Space Commerce, Private Space Enterprises, Satellite frameworks,Space Station, IN-SPACe, Space Law and Regulation.

INTRODUCTION AND HISTORY

“A Space Act would help the government deal with legal issues arising from objects put up in space and for what happens to them in orbit, or because of them.”

  In India, space has traditionally been the exclusive province of the government. It has only been opened up to the private sector, as it will assist in getting objects into orbit and possibly beyond, allowing the private sector to provide commercial services. While the government will oversee and supervise what goes into space, it will make certain that the industry is not too regulated, as this will discourage investment or cause it to crash in jurisdictions with less severe regulatory standards.

  It was past time for India to gain a foothold in the international space community. With the launch of Sputnik in 1957 by the then-Soviet Union, all nations began to explore deeper. In the post-independence period, India has focused on developing, launching, and operating satellites using indigenous technologies. In 1962, it established the Indian National Committee for Space Research, which is now known as the Indian Space Research Organization (hereinafter referred to as ISRO).

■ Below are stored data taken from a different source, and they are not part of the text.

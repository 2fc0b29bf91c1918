//! SQLite-backed argument store.
//!
//! Two tables: `argument_sets` holds each distinct argument list once, keyed by the hash
//! of its JSON payload, and `file_arguments` maps `(scheme, path)` to a set. The `scheme`
//! column holds the cache scope (`scheme` or `scheme::target`).

use std::collections::{BTreeMap, HashMap};
use std::path::Path;
use std::sync::{Mutex, PoisonError};

use anyhow::{Context, Result};
use rusqlite::{Connection, OptionalExtension, params};
use thiserror::Error;
use xcode_bsp_utils::sha256_hex;

use crate::sqlite_security::prepare_db_path;

/// File name of the store inside the cache directory.
pub const DATABASE_FILE_NAME: &str = "options.sqlite3";

/// Compiler arguments keyed by absolute file path.
pub type ArgumentsByPath = BTreeMap<String, Vec<String>>;

#[derive(Debug, Error)]
pub enum StoreError {
    /// No row for `(scope, path)`; callers fall back to a live computation.
    #[error("no stored arguments for {path} in scope {scope}")]
    NotFound { path: String, scope: String },
    #[error("stored arguments for {path} are not a JSON string list")]
    InvalidPayload {
        path: String,
        #[source]
        source: serde_json::Error,
    },
    #[error(transparent)]
    Database(#[from] anyhow::Error),
}

/// Persistence seam for prepared compiler arguments.
pub trait ArgumentStore: Send + Sync {
    /// Point lookup of the arguments stored for `path` under `scope`.
    fn fetch_args(&self, path: &str, scope: &str) -> Result<Vec<String>, StoreError>;

    /// Replace everything stored under `scope` with `args_by_path`.
    fn update_args(&self, args_by_path: &ArgumentsByPath, scope: &str) -> Result<(), StoreError>;
}

/// Persistent store in a single SQLite database.
pub struct SqliteArgumentStore {
    db: Mutex<Connection>,
}

impl SqliteArgumentStore {
    const SCHEMA: &'static str = r"
        CREATE TABLE IF NOT EXISTS argument_sets (
            id INTEGER PRIMARY KEY NOT NULL,
            hash TEXT NOT NULL UNIQUE,
            payload TEXT NOT NULL
        );

        CREATE TABLE IF NOT EXISTS file_arguments (
            scheme TEXT NOT NULL,
            path TEXT NOT NULL,
            argument_set_id INTEGER NOT NULL,
            PRIMARY KEY (scheme, path),
            FOREIGN KEY (argument_set_id) REFERENCES argument_sets(id) ON DELETE CASCADE
        );

        CREATE INDEX IF NOT EXISTS idx_file_arguments_argument_set_id
        ON file_arguments(argument_set_id);
    ";

    /// Open or create the store at the given path.
    pub fn open(path: impl AsRef<Path>) -> Result<Self> {
        let path = path.as_ref();
        prepare_db_path(path)?;

        let db = Connection::open(path)
            .with_context(|| format!("Failed to open argument store at {}", path.display()))?;
        Self::initialize(db)
    }

    /// Open an in-memory store (for testing).
    pub fn open_in_memory() -> Result<Self> {
        let db =
            Connection::open_in_memory().context("Failed to open in-memory argument store")?;
        Self::initialize(db)
    }

    fn initialize(db: Connection) -> Result<Self> {
        db.execute_batch(
            "PRAGMA journal_mode=WAL; PRAGMA synchronous=FULL; PRAGMA foreign_keys=ON;",
        )
        .context("Failed to set argument store pragmas")?;
        Self::drop_legacy_table(&db)?;
        db.execute_batch(Self::SCHEMA)
            .context("Failed to create argument store schema")?;
        Ok(Self { db: Mutex::new(db) })
    }

    /// Earlier versions stored one JSON payload per row in `arguments`.
    fn drop_legacy_table(db: &Connection) -> Result<()> {
        let exists: bool = db
            .query_row(
                "SELECT EXISTS(SELECT 1 FROM sqlite_master WHERE type = 'table' AND name = 'arguments')",
                [],
                |row| row.get(0),
            )
            .context("Failed to inspect argument store schema")?;
        if exists {
            tracing::info!("Dropping legacy arguments table");
            db.execute_batch("DROP TABLE arguments; VACUUM;")
                .context("Failed to drop legacy arguments table")?;
        }
        Ok(())
    }

    fn update_in_transaction(&self, args_by_path: &ArgumentsByPath, scope: &str) -> Result<()> {
        let mut db = self.db.lock().unwrap_or_else(PoisonError::into_inner);
        let tx = db
            .transaction()
            .context("Failed to start argument store transaction")?;

        tx.execute("DELETE FROM file_arguments WHERE scheme = ?1", params![scope])
            .context("Failed to clear scope")?;

        for (path, arguments) in args_by_path {
            let payload =
                serde_json::to_string(arguments).context("Failed to encode argument payload")?;
            let hash = sha256_hex(&payload);

            tx.execute(
                "INSERT INTO argument_sets (hash, payload)
                 VALUES (?1, ?2)
                 ON CONFLICT(hash) DO NOTHING",
                params![hash, payload],
            )
            .context("Failed to insert argument set")?;

            let set_id: i64 = tx
                .query_row(
                    "SELECT id FROM argument_sets WHERE hash = ?1 LIMIT 1",
                    params![hash],
                    |row| row.get(0),
                )
                .with_context(|| format!("Failed to resolve argument set {hash}"))?;

            tx.execute(
                "INSERT INTO file_arguments (scheme, path, argument_set_id)
                 VALUES (?1, ?2, ?3)
                 ON CONFLICT(scheme, path) DO UPDATE SET
                     argument_set_id = excluded.argument_set_id",
                params![scope, path, set_id],
            )
            .with_context(|| format!("Failed to upsert arguments for {path}"))?;
        }

        let collected = tx
            .execute(
                "DELETE FROM argument_sets
                 WHERE id NOT IN (SELECT DISTINCT argument_set_id FROM file_arguments)",
                [],
            )
            .context("Failed to collect unreferenced argument sets")?;

        tx.commit()
            .context("Failed to commit argument store transaction")?;

        tracing::debug!(
            scope,
            files = args_by_path.len(),
            collected,
            "Updated stored compiler arguments"
        );
        Ok(())
    }

    #[cfg(test)]
    fn count(&self, table: &str) -> i64 {
        let db = self.db.lock().unwrap_or_else(PoisonError::into_inner);
        db.query_row(&format!("SELECT COUNT(*) FROM {table}"), [], |row| row.get(0))
            .expect("count rows")
    }
}

impl ArgumentStore for SqliteArgumentStore {
    fn fetch_args(&self, path: &str, scope: &str) -> Result<Vec<String>, StoreError> {
        let payload: Option<String> = {
            let db = self.db.lock().unwrap_or_else(PoisonError::into_inner);
            db.query_row(
                "SELECT argument_sets.payload
                 FROM file_arguments
                 INNER JOIN argument_sets ON argument_sets.id = file_arguments.argument_set_id
                 WHERE file_arguments.scheme = ?1 AND file_arguments.path = ?2
                 LIMIT 1",
                params![scope, path],
                |row| row.get(0),
            )
            .optional()
            .context("Failed to query stored arguments")?
        };

        let Some(payload) = payload else {
            return Err(StoreError::NotFound {
                path: path.to_string(),
                scope: scope.to_string(),
            });
        };

        serde_json::from_str(&payload).map_err(|source| StoreError::InvalidPayload {
            path: path.to_string(),
            source,
        })
    }

    fn update_args(&self, args_by_path: &ArgumentsByPath, scope: &str) -> Result<(), StoreError> {
        self.update_in_transaction(args_by_path, scope)
            .map_err(StoreError::from)
    }
}

/// Map-backed store with the same replace-by-scope semantics, for tests and tooling.
#[derive(Debug, Default)]
pub struct InMemoryArgumentStore {
    scopes: Mutex<HashMap<String, ArgumentsByPath>>,
}

impl InMemoryArgumentStore {
    #[must_use]
    pub fn new() -> Self {
        Self::default()
    }

    /// Snapshot of what is stored under `scope`.
    #[must_use]
    pub fn scope(&self, scope: &str) -> ArgumentsByPath {
        let scopes = self.scopes.lock().unwrap_or_else(PoisonError::into_inner);
        scopes.get(scope).cloned().unwrap_or_default()
    }
}

impl ArgumentStore for InMemoryArgumentStore {
    fn fetch_args(&self, path: &str, scope: &str) -> Result<Vec<String>, StoreError> {
        let scopes = self.scopes.lock().unwrap_or_else(PoisonError::into_inner);
        scopes
            .get(scope)
            .and_then(|by_path| by_path.get(path))
            .cloned()
            .ok_or_else(|| StoreError::NotFound {
                path: path.to_string(),
                scope: scope.to_string(),
            })
    }

    fn update_args(&self, args_by_path: &ArgumentsByPath, scope: &str) -> Result<(), StoreError> {
        let mut scopes = self.scopes.lock().unwrap_or_else(PoisonError::into_inner);
        scopes.insert(scope.to_string(), args_by_path.clone());
        Ok(())
    }
}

  By 2007, it had paid off, as India had launched Chandrayan-I, the world’s first unmanned spacecraft, to the moon. The Memorandum of Understanding between India and the National Aeronautics and Space Agency (NASA), the European Space Agency (ESA), Bulgaria, and several other accords demand for India to establish and reform its national space strategy. As a result, in the last half-century, ISRO has launched over 300 satellites for 33 different countries, which is a great achievement.

BACKGROUND TO ISRO

The Indian Space Program is organized in a hierarchical framework, with the Office of the Prime Minister overseeing all operations and exercising control over the program through the Space Commission and the Department of Space. The Department of Space is in charge of enforcing this policy. ISRO is primarily responsible for space research and development. The Indian Space Program’s major goal is to apply space technology to national development while also performing space science research and planetary exploration.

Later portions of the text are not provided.